**Problem requirements:**
What appears from the first line of the data below through the line containing "#[derive(Debug)]", both included, should be copied exactly, and nothing else.

*** Opening Information ***

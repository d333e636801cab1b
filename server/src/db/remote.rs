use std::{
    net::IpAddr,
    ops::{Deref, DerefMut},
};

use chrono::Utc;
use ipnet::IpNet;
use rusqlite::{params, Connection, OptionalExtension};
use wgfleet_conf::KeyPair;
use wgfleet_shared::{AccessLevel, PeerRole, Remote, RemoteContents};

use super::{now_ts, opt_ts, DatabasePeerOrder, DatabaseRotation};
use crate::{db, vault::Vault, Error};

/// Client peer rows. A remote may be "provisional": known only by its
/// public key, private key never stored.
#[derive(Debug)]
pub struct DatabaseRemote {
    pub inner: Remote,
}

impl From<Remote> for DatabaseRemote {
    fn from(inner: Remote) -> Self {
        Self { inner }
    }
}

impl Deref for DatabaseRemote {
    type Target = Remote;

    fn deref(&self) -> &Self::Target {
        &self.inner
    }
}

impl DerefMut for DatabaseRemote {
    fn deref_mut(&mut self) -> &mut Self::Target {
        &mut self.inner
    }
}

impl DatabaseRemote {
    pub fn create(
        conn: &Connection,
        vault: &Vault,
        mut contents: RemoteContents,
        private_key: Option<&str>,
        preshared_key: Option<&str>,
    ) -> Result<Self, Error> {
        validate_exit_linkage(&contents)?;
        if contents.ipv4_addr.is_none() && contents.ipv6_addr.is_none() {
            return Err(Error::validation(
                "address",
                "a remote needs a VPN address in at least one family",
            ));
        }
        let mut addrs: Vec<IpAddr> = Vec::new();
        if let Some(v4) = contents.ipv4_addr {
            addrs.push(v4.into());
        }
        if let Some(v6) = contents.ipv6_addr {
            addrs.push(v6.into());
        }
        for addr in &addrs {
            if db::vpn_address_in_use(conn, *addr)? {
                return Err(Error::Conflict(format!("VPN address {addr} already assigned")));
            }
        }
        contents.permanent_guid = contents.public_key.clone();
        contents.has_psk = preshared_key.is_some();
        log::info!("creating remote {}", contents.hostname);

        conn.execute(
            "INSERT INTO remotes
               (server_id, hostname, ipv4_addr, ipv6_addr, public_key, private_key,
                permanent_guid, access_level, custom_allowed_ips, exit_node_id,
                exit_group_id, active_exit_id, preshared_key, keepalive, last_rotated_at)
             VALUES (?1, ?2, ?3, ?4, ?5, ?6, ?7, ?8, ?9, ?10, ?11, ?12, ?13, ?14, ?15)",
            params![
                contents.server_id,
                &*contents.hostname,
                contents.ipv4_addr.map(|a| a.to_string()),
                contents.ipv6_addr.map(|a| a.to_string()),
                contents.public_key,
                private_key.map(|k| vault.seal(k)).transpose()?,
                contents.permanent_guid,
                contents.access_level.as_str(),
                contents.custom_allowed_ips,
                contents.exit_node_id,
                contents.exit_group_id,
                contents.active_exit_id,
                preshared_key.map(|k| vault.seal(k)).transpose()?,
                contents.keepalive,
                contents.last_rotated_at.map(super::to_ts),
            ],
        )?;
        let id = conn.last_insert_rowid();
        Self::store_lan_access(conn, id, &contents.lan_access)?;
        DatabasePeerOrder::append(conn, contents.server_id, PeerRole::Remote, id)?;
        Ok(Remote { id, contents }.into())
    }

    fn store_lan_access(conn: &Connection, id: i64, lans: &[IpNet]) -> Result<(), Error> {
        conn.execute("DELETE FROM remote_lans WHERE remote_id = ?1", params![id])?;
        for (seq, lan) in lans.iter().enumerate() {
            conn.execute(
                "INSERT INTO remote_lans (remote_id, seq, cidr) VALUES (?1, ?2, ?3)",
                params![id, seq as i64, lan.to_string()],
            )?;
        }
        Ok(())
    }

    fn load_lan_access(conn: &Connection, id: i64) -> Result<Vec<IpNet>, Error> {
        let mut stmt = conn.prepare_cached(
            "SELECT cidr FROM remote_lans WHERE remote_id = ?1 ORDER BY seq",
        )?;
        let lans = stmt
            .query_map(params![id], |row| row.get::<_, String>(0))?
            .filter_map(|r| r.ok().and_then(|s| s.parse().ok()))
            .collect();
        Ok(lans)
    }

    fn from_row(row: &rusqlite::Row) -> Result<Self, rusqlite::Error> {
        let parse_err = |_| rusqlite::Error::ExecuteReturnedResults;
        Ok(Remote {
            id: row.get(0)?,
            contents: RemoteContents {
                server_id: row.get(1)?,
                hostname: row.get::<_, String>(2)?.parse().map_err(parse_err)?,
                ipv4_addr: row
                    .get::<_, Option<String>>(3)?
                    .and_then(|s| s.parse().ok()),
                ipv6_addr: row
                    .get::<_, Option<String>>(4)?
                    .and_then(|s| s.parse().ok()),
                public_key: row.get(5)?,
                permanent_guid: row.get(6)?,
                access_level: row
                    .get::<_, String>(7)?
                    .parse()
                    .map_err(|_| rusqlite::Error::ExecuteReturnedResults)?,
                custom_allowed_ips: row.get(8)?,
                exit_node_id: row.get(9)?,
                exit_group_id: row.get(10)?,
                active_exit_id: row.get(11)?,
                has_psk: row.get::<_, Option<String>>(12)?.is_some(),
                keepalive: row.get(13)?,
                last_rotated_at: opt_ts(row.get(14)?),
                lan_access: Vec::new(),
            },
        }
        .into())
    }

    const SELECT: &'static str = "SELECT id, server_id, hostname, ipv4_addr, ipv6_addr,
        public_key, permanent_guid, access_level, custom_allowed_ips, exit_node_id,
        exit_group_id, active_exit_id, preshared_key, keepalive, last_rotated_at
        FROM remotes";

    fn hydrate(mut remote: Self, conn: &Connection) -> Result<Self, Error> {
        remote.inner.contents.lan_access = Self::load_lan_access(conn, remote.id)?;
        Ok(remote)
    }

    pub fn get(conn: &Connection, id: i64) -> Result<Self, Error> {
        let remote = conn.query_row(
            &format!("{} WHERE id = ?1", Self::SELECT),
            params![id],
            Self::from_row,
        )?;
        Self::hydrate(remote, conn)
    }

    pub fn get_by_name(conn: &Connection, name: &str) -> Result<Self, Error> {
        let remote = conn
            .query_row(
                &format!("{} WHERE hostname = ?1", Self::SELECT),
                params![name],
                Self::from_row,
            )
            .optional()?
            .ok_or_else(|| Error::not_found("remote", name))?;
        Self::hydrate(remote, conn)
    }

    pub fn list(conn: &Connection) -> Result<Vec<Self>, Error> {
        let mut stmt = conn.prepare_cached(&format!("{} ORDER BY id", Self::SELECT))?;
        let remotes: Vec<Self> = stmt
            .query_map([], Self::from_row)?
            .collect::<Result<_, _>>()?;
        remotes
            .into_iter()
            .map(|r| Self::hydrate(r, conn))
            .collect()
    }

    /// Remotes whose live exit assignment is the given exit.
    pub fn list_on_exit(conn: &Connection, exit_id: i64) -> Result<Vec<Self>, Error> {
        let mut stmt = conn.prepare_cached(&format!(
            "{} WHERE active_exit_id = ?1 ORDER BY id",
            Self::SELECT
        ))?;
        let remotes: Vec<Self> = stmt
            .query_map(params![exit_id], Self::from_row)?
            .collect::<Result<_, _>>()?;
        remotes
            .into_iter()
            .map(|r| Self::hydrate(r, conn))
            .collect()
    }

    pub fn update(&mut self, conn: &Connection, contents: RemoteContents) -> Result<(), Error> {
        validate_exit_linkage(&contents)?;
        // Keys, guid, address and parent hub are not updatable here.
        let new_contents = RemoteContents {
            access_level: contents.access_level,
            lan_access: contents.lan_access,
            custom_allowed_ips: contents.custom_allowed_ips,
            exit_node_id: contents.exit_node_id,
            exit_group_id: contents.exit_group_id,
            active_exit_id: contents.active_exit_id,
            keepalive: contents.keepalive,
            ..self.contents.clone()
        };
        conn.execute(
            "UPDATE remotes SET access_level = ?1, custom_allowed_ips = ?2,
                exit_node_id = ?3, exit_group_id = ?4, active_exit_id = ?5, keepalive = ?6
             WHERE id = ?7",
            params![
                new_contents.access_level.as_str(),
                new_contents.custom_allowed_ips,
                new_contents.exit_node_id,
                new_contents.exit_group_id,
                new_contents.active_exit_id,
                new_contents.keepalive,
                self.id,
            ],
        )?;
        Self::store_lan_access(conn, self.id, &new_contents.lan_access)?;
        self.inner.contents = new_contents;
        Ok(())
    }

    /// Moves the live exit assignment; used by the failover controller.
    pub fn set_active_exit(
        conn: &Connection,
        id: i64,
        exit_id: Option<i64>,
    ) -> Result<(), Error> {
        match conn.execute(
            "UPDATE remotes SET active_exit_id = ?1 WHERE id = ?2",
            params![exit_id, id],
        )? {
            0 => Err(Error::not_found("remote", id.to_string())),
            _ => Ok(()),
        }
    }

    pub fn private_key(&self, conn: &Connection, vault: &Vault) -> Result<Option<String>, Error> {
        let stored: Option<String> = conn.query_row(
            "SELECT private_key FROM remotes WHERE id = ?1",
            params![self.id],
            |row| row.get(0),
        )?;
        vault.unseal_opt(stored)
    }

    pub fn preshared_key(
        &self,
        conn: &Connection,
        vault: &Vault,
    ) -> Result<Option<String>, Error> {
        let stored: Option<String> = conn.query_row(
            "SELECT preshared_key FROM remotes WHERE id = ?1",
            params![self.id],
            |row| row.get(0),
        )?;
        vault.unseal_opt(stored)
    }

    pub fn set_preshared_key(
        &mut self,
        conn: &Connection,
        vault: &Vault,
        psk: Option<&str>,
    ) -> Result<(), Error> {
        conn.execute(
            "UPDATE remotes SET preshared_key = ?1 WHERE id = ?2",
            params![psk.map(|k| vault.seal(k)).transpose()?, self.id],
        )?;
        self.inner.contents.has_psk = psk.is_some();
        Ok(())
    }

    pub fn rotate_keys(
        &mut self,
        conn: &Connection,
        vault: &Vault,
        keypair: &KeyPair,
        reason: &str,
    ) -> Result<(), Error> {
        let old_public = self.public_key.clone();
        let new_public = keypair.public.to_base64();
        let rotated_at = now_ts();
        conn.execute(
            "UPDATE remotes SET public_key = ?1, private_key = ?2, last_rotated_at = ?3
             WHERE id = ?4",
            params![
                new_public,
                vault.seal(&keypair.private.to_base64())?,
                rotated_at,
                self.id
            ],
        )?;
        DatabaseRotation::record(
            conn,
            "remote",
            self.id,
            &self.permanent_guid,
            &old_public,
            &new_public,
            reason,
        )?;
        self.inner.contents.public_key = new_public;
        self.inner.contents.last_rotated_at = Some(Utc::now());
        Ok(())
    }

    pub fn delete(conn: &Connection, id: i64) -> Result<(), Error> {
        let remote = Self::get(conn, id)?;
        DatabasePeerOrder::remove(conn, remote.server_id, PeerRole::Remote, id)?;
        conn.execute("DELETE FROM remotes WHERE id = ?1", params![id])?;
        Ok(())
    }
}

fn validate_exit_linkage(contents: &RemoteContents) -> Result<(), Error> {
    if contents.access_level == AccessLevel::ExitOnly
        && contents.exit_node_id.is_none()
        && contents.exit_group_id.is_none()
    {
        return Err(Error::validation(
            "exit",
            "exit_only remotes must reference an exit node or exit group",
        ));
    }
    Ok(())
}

*** Closing Information ***

**Result of this task:**
repository d333e636801cab1b
filename server/src/db/remote.rs
use std::{
    net::IpAddr,
    ops::{Deref, DerefMut},
};

use chrono::Utc;
use ipnet::IpNet;
use rusqlite::{params, Connection, OptionalExtension};
use wgfleet_conf::KeyPair;
use wgfleet_shared::{AccessLevel, PeerRole, Remote, RemoteContents};

use super::{now_ts, opt_ts, DatabasePeerOrder, DatabaseRotation};
use crate::{db, vault::Vault, Error};

/// Client peer rows. A remote may be "provisional": known only by its
/// public key, private key never stored.
#[derive(Debug)]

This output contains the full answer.